A few years ago, I read a tribute to the late Jonathon Mann and his profound contribution to the global fight against AIDS. One passage in the article, which was written by a health reporter who had once audited Dr. Mann's "AIDS. Health and Human Rights" class at Harvard, stays with me even today. In it, the author recounts walking into Dr. Mann's class for the first time and hearing him tell his students to "Consider human rights violators as pathogens to the world."
How does a human rights organization like Amnesty tackle a pandemic like AIDS?
The answer may be less complicated than one might imagine: we keep doing what we've always done best – we go after human rights violators.
So then, who is a human rights violator in the context of AIDS?
As Amnesty activists, we can easily grasp that the state security agents in China who detained AIDS activist Dr. Wan Yanhai, the police officers in Kenya who routinely rape women in custody, the death squads in El Salvador who targeted AIDS workers, and the prison officials in Mississippi who segregated and denied medical care to prisoners with HIV/AIDS are all human rights violators.
These are the types of abuses with which we have become familiar through years of campaigning against torture, death threats, ill-treatment in detention, and the denial of freedom of expression.
But the provincial authorities in South Africa who prohibit or impede rape victims from obtaining anti-retroviral prophylaxis treatment are also human rights abusers. When the government of China refuses to acknowledge the rate at which AIDS is spreading throughout the country, and fails to provide its citizens with the information and services that would enable them to protect themselves from the HIV virus, it is also violating human rights. And when wealthy countries such as the United States fail to provide meaningful assistance to impoverished countries, or pursue unfair trade agreements that impede their governments from supporting the comprehensive prevention, treatment, and care programs that are the right of all human beings, they are not fulfilling their obligations under international law.
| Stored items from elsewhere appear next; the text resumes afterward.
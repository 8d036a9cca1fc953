//! Submission Source Trait
//!
//! The marker never reads files itself. A [`SubmissionSource`] hands it the text of
//! one student's submission file, or explains why that file is unavailable.

use crate::error::SubmissionUnavailableError;
use crate::types::Student;
use std::collections::HashMap;

pub trait SubmissionSource: Send + Sync {
    /// Loads `file` for `student`. `None` names the default submission file.
    fn load(
        &self,
        student: &Student,
        file: Option<&str>,
    ) -> Result<String, SubmissionUnavailableError>;
}

/// In-memory source keyed by `(username, file)`. Handy for tests and embedding.
#[derive(Debug, Default, Clone)]
pub struct InMemorySource {
    texts: HashMap<(String, Option<String>), String>,
}

impl InMemorySource {
    pub fn new() -> Self {
        Self::default()
    }

    pub fn with(mut self, username: &str, file: Option<&str>, text: impl Into<String>) -> Self {
        self.texts.insert(
            (username.to_string(), file.map(str::to_string)),
            text.into(),
        );
        self
    }
}

impl SubmissionSource for InMemorySource {
    fn load(
        &self,
        student: &Student,
        file: Option<&str>,
    ) -> Result<String, SubmissionUnavailableError> {
        self.texts
            .get(&(student.username.clone(), file.map(str::to_string)))
            .cloned()
            .ok_or_else(|| SubmissionUnavailableError {
                username: student.username.clone(),
                file: file.map(str::to_string),
                reason: "File not found".to_string(),
            })
    }
}
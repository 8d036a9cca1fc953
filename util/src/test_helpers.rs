use std::fs;
use std::path::{Path, PathBuf};
use tempfile::TempDir;

/// Writes `contents` to `dir/name`, creating parent directories, and returns the path.
///
/// # Panics
/// Panics on I/O failure; intended for tests only.
pub fn write_file(dir: &Path, name: &str, contents: &str) -> PathBuf {
    let path = dir.join(name);
    if let Some(parent) = path.parent() {
        fs::create_dir_all(parent).expect("failed to create fixture directory");
    }
    fs::write(&path, contents).expect("failed to write fixture file");
    path
}

pub const SAMPLE_ANSWER_KEY: &str = "\
!-- Lab 3 answer key
#[COURSE: CNET 101]
#[LAB: Lab3]
#[PROFESSOR: Dr. Smith]

(3 Points) Router R{UID} basics
    (1) hostname R1-{UID}
    #[DETAIL: R1 - hostname set to {UID}]
    (2) interface g0/0 &&
        ip address 10.{UID}.0.1 255.255.255.0
(2 Points) Security
    (1) enable secret
    #[FEEDBACK: enable secret is not configured]
    (1) /^line vty 0 (4|15)$/
";

pub const SAMPLE_ROSTER: &str = "username,uid\njdoe,7\nasmith,8\nnouid,\nghost,9\n";

pub const SAMPLE_FULL_SUBMISSION: &str = "\
hostname R1-7
enable secret 5 $1$abc
interface g0/0
 ip address 10.7.0.1 255.255.255.0
line vty 0 4
";

pub const SAMPLE_PARTIAL_SUBMISSION: &str = "\
hostname R1-8
interface g0/0
 ip address 10.99.0.1 255.255.255.0
";

/// A complete grading directory in a temp folder.
///
/// - `jdoe` submits a full config, `asmith` a partial one.
/// - `nouid` has no UID, `ghost` has no submission.
///
/// Keep the fixture in scope for as long as you need the files.
pub struct GradingFixture {
    pub dir: TempDir,
    pub config_path: PathBuf,
}

impl GradingFixture {
    pub fn new() -> Self {
        Self::with_answer_key(SAMPLE_ANSWER_KEY)
    }

    pub fn with_answer_key(answer_key: &str) -> Self {
        let dir = TempDir::new().expect("failed to create tempdir");
        let root = dir.path();
        write_file(root, "students.csv", SAMPLE_ROSTER);
        write_file(root, "answer_key.txt", answer_key);
        write_file(root, "submissions/jdoe-config.txt", SAMPLE_FULL_SUBMISSION);
        write_file(root, "submissions/asmith-config.txt", SAMPLE_PARTIAL_SUBMISSION);
        write_file(root, "submissions/nouid-config.txt", SAMPLE_FULL_SUBMISSION);
        let config_path = write_file(
            root,
            "grader.yaml",
            "students_file: students.csv\n\
             submissions_dir: submissions\n\
             answer_key_file: answer_key.txt\n",
        );
        Self { dir, config_path }
    }

    pub fn root(&self) -> &Path {
        self.dir.path()
    }

    pub fn results_dir(&self) -> PathBuf {
        self.root().join("submissions").join("results")
    }
}

impl Default for GradingFixture {
    fn default() -> Self {
        Self::new()
    }
}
These are the types of abuses that we have not generally addressed in the context of our traditional Amnesty work, because they are more directly linked to the right to the highest attainable level of health, which is enshrined in the International Covenant on Economic, Social and Cultural Rights. But their consequences are as grave as any of the civil and political rights abuses with which we have become familiar.
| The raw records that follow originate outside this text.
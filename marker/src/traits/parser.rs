//! Turns answer-key text into a compiled grading scheme.
//!
//! ```rust
//! use marker::error::MarkerError;
//! use marker::traits::parser::Parser;
//!
//! struct LineCounter;
//!
//! impl<'a> Parser<&'a str, usize> for LineCounter {
//!     fn parse(&self, input: &'a str) -> Result<usize, MarkerError> {
//!         Ok(input.lines().count())
//!     }
//! }
//!
//! assert_eq!(LineCounter.parse("a\nb").unwrap(), 2);
//! ```

use crate::error::MarkerError;

/// Compiles some `Input` into a validated `Output`.
///
/// The answer-key compiler is the only implementor in this crate. Any structural defect in
/// the input is reported as a [`MarkerError`] carrying the offending line number, so the
/// caller can halt before any student is graded.
pub trait Parser<Input, Output> {
    fn parse(&self, input: Input) -> Result<Output, MarkerError>;
}
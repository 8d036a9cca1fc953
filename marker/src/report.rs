//! # Feedback Report Module
//!
//! This module defines the serializable records written out after a marking run and
//! the pure functions that build them from grading results.
//!
//! ## Overview
//!
//! - [`FeedbackReport`]: one student's feedback file (course, lab grade, per-task results).
//! - [`GeneralFeedbackReport`]: run-wide statistics for the lecturer.
//! - [`GradeRow`]: one line of the grades export.
//!
//! ## Example Output
//!
//! A student report serializes as:
//!
//! ```yaml
//! course:
//!   course_name: CNET 101
//!   professor: Dr. Smith
//! lab:
//!   lab_name: Lab 3
//!   graded_on: Mon 06 Oct 2025 10:00:00 UTC
//!   earned_points: 4.0
//!   total_points: 5.0
//!   lab_grade: 80.0%
//! student:
//!   username: jdoe
//!   uid: '7'
//! status: graded
//! feedback:
//! - task: Router
//!   earned: 3.0
//!   total: 3.0
//!   results:
//!   - R1 - hostname set to 7
//! ```
//!
//! ## Design Notes
//!
//! - Nothing here touches the filesystem; `util::writers` does the I/O.
//! - Percentages are rounded half up to one decimal place by [`round1`].

use crate::error::PatternCompileError;
use crate::scheme::GradingScheme;
use crate::scorer::RunSummary;
use crate::types::{Annotation, GradingStatus, Student, StudentFeedback};
use chrono::{DateTime, Utc};
use serde::Serialize;

const GRADED_ON_FORMAT: &str = "%a %d %b %Y %H:%M:%S UTC";

/// Rounds half up to one decimal place.
///
/// A small epsilon absorbs binary representation error, so `66.65` becomes `66.7`.
pub fn round1(value: f64) -> f64 {
    (value * 10.0 + 0.5 + 1e-9).floor() / 10.0
}

/// Rounds to two decimal places.
pub fn round2(value: f64) -> f64 {
    (value * 100.0).round() / 100.0
}

/// Formats a percentage as `"80.0%"`.
pub fn format_percentage(value: f64) -> String {
    format!("{:.1}%", round1(value))
}

/// Identifies the lab a run belongs to.
#[derive(Debug, Clone, PartialEq)]
pub struct RunMetadata {
    pub course: String,
    pub lab: String,
    pub professor: String,
    pub graded_on: DateTime<Utc>,
}

impl RunMetadata {
    /// Metadata from the answer key, with `lab_fallback` used when no `#[LAB:]` is given.
    pub fn from_scheme(scheme: &GradingScheme, lab_fallback: &str, graded_on: DateTime<Utc>) -> Self {
        let meta = &scheme.metadata;
        Self {
            course: meta.course.clone().unwrap_or_default(),
            lab: meta.lab.clone().unwrap_or_else(|| lab_fallback.to_string()),
            professor: meta.professor.clone().unwrap_or_default(),
            graded_on,
        }
    }

    pub fn graded_on_text(&self) -> String {
        self.graded_on.format(GRADED_ON_FORMAT).to_string()
    }
}

#[derive(Debug, Clone, PartialEq, Serialize)]
pub struct CourseInfo {
    pub course_name: String,
    pub professor: String,
}

#[derive(Debug, Clone, PartialEq, Serialize)]
pub struct LabInfo {
    pub lab_name: String,
    pub graded_on: String,
    pub earned_points: f64,
    pub total_points: f64,
    pub lab_grade: String,
}

#[derive(Debug, Clone, PartialEq, Serialize)]
pub struct TaskFeedback {
    pub task: String,
    pub earned: f64,
    pub total: f64,
    /// One message per gradable line, in order.
    pub results: Vec<String>,
}

/// A single student's feedback file.
#[derive(Debug, Clone, PartialEq, Serialize)]
pub struct FeedbackReport {
    pub course: CourseInfo,
    pub lab: LabInfo,
    pub student: Student,
    pub status: GradingStatus,
    #[serde(skip_serializing_if = "Vec::is_empty")]
    pub errors: Vec<Annotation>,
    pub feedback: Vec<TaskFeedback>,
}

#[derive(Debug, Clone, PartialEq, Serialize)]
pub struct TaskStatistics {
    pub task: String,
    pub average_score: f64,
    pub average_percentage: String,
}

/// Run-wide statistics file.
#[derive(Debug, Clone, PartialEq, Serialize)]
pub struct GeneralFeedbackReport {
    pub course_name: String,
    pub lab_name: String,
    pub professor: String,
    pub graded_on: String,
    pub total_points: f64,
    pub total_students: usize,
    pub graded_students: usize,
    pub skipped_students: usize,
    pub passing_students: usize,
    pub pass_threshold: String,
    pub average_score: f64,
    pub average_percentage: String,
    pub pass_rate: f64,
    pub tasks: Vec<TaskStatistics>,
    #[serde(skip_serializing_if = "Vec::is_empty")]
    pub pattern_errors: Vec<PatternCompileError>,
}

/// One row of the grades export.
#[derive(Debug, Clone, PartialEq, Serialize)]
pub struct GradeRow {
    pub username: String,
    pub earned_points: f64,
}

pub fn assemble_feedback(feedback: &StudentFeedback, meta: &RunMetadata) -> FeedbackReport {
    FeedbackReport {
        course: CourseInfo {
            course_name: meta.course.clone(),
            professor: meta.professor.clone(),
        },
        lab: LabInfo {
            lab_name: meta.lab.clone(),
            graded_on: meta.graded_on_text(),
            earned_points: feedback.earned,
            total_points: feedback.possible,
            lab_grade: format_percentage(feedback.percentage),
        },
        student: feedback.student.clone(),
        status: feedback.status,
        errors: feedback.annotations.clone(),
        feedback: feedback
            .tasks
            .iter()
            .map(|task| TaskFeedback {
                task: task.name.clone(),
                earned: task.earned,
                total: task.possible,
                results: task.lines.iter().map(|l| l.message.clone()).collect(),
            })
            .collect(),
    }
}

pub fn assemble_general_feedback(
    summary: &RunSummary,
    scheme: &GradingScheme,
    meta: &RunMetadata,
) -> GeneralFeedbackReport {
    GeneralFeedbackReport {
        course_name: meta.course.clone(),
        lab_name: meta.lab.clone(),
        professor: meta.professor.clone(),
        graded_on: meta.graded_on_text(),
        total_points: scheme.total_points(),
        total_students: summary.total_students,
        graded_students: summary.graded_students,
        skipped_students: summary.skipped_students,
        passing_students: summary.passing_students,
        pass_threshold: format_percentage(summary.pass_threshold),
        average_score: round2(summary.average_score),
        average_percentage: format_percentage(summary.average_percentage),
        pass_rate: round2(summary.pass_rate),
        tasks: summary
            .tasks
            .iter()
            .map(|t| TaskStatistics {
                task: t.name.clone(),
                average_score: round2(t.average_score),
                average_percentage: format_percentage(t.average_percentage),
            })
            .collect(),
        pattern_errors: summary.defects.clone(),
    }
}

/// Grade rows in the order the feedback was produced (roster order).
pub fn grade_rows(feedback: &[StudentFeedback]) -> Vec<GradeRow> {
    feedback
        .iter()
        .map(|f| GradeRow {
            username: f.student.username.clone(),
            earned_points: f.earned,
        })
        .collect()
}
To be effective in the fight against AIDS we must put into practice what we have long espoused in principle: that all human rights are interdependent and indivisible. Amnesty's new mission, adopted at our International Council Meeting in 2001, enables us to do just that by broadening the scope of our work to encompass grave abuses of economic, social and cultural rights where these abuses arise from a policy of discrimination or involve abuses of the rights to freedom of expression, freedom from discrimination, or physical and mental integrity.
Which brings us back to Dr. Mann's point. Human rights violators are like pathogens because the highest attainable level of health is dependent upon respect for human dignity.
One need only look at who is most vulnerable to HIV/AIDS to grasp the truth of this concept. Those who are on the social and economic margins of society, who are denied access to their most basic human rights – to equality, to expression, to education, to physical integrity, to privacy, to health care, and to economic security – are the most vulnerable to HIV infection. Once infected with the HIV virus, they may be further stigmatized, subject to assault or ill-treatment, refused entry into foreign countries, turned away from medical and social services, or denied housing and employment. The fear of such discrimination may in turn discourage them from disclosing their status or seeking treatment, thus exacerbating the impact of the disease.
Our upcoming campaign against discrimination is an opportunity to shine the spotlight on a problem that goes to the very heart of the AIDS pandemic. By calling attention to the devastating impact of prejudice and stigma, by demanding an end to gender inequality, violence against women and girls, and discrimination based on sexual identity, and by promoting equal access to health care, education, and employment, we're fighting for human dignity. And by fighting for human dignity, we're fighting AIDS.